What to do: Among the lines of the entries below, count those containing the word "TriggerContext" and answer with the number only.

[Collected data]
//! Refresh orchestration shared by every map overlay
//!
//! ```text
//!   view event ──► gating ──► context ──► selector ──► transform ──► sink
//!                  │ enabled?   map id      raw markers  map space    reset
//!                  │ throttle   metadata                 → world      + add
//!                  ▼
//!               no-op / one-shot reset
//! ```
//!
//! A refresh either replaces the host's markers completely or leaves them
//! untouched. All fallible work finishes before the first sink call.

mod selector;

use std::time::Duration;

pub use selector::{MarkerAnchor, MarkerSelector, RawMarker, RefreshContext, Selection};

use crate::error::EngineError;
use crate::events::{TriggerContext, ViewEvent};
use crate::game::GameSnapshot;
use crate::sink::{Marker, MarkerSink};
use crate::throttle::UpdateThrottle;

/// Enablement memory of an overlay, driving the one-shot reset on disable
#[derive(Debug, Clone, Copy, PartialEq, Eq, Default)]
pub enum OverlayState {
    Active,
    /// Disabled on this trigger after having been active; markers get cleared once
    JustDisabled,
    #[default]
    Inactive,
}

impl OverlayState {
    /// Next state given the configuration seen on this trigger
    pub fn advance(self, enabled: bool) -> Self {
        match (self, enabled) {
            (_, true) => Self::Active,
            (Self::Active, false) => Self::JustDisabled,
            (Self::JustDisabled | Self::Inactive, false) => Self::Inactive,
        }
    }
}

/// What a trigger did
#[derive(Debug, Clone, PartialEq)]
pub enum RefreshOutcome {
    /// Overlay is off; nothing touched
    Disabled,
    /// Overlay was just switched off; markers cleared
    Reset,
    /// Too soon after the previous refresh
    Throttled,
    /// Context or data missing, or metadata invalid; nothing emitted
    Aborted(EngineError),
    /// Selector chose to leave markers as they are
    Unchanged,
    /// Markers replaced with this many entries
    Emitted(usize),
}

/// One map overlay: a selector plus its own throttle and enablement state
#[derive(Debug)]
pub struct MarkerOverlay<S> {
    selector: S,
    throttle: UpdateThrottle,
    state: OverlayState,
}

impl<S: MarkerSelector> MarkerOverlay<S> {
    pub fn new(selector: S) -> Self {
        Self {
            selector,
            throttle: UpdateThrottle::default(),
            state: OverlayState::default(),
        }
    }

    pub fn with_interval(selector: S, interval: Duration) -> Self {
        Self {
            selector,
            throttle: UpdateThrottle::new(interval),
            state: OverlayState::default(),
        }
    }

    pub fn name(&self) -> &'static str {
        self.selector.name()
    }

    pub fn state(&self) -> OverlayState {
        self.state
    }

    pub fn throttle(&self) -> &UpdateThrottle {
        &self.throttle
    }

    /// Re-evaluate the overlay for a map view event.
    pub fn handle_trigger(
        &mut self,
        event: ViewEvent,
        ctx: &TriggerContext<'_>,
        sink: &mut dyn MarkerSink,
    ) -> RefreshOutcome {
        let overlay = self.selector.name();

        self.state = self.state.advance(self.selector.is_enabled(ctx.config));
        match self.state {
            OverlayState::Inactive => return RefreshOutcome::Disabled,
            OverlayState::JustDisabled => {
                sink.reset_markers();
                tracing::debug!(overlay, "Overlay disabled, markers reset");
                return RefreshOutcome::Reset;
            }
            OverlayState::Active => {}
        }

        if !self.throttle.should_run(ctx.now) {
            return RefreshOutcome::Throttled;
        }

        let refresh = match resolve_context(ctx.game) {
            Ok(refresh) => refresh,
            Err(e) => {
                tracing::trace!(overlay, ?event, error = %e, "Refresh skipped");
                return RefreshOutcome::Aborted(e);
            }
        };

        let selection = match self.selector.select(&refresh, ctx.config) {
            Ok(selection) => selection,
            Err(e) => {
                tracing::trace!(overlay, ?event, error = %e, "Refresh skipped");
                return RefreshOutcome::Aborted(e);
            }
        };
        self.throttle.record_run(ctx.now);

        let raw = match selection {
            Selection::Unchanged => return RefreshOutcome::Unchanged,
            Selection::Replace(raw) => raw,
        };

        let markers = match raw
            .iter()
            .map(|m| m.place(&refresh.map))
            .collect::<Result<Vec<Marker>, _>>()
        {
            Ok(markers) => markers,
            Err(e) => {
                tracing::warn!(overlay, map_id = refresh.map_id, error = %e, "Rejected map metadata");
                return RefreshOutcome::Aborted(e);
            }
        };

        sink.reset_markers();
        for marker in &markers {
            sink.add_marker(marker.position, marker.icon);
        }
        tracing::debug!(overlay, ?event, count = markers.len(), "Markers refreshed");

        RefreshOutcome::Emitted(markers.len())
    }
}

/// Resolve the map and territory shown in the map window.
///
/// A map or territory the player browsed to wins over the one they stand in.
/// Unknown maps fall back to default metadata.
fn resolve_context(game: &dyn GameSnapshot) -> Result<RefreshContext<'_>, EngineError> {
    let map_id = game
        .selected_map_id()
        .filter(|&id| id > 0)
        .or(game.map_id())
        .ok_or(EngineError::MissingContext("map"))?;

    let territory_id = game
        .selected_territory_id()
        .filter(|&id| id > 0)
        .or(game.territory_id());

    Ok(RefreshContext {
        game,
        map_id,
        territory_id,
        map: game.map_metadata(map_id).unwrap_or_default(),
        title: game.map_title().unwrap_or_default(),
    })
}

Response to this exercise: 2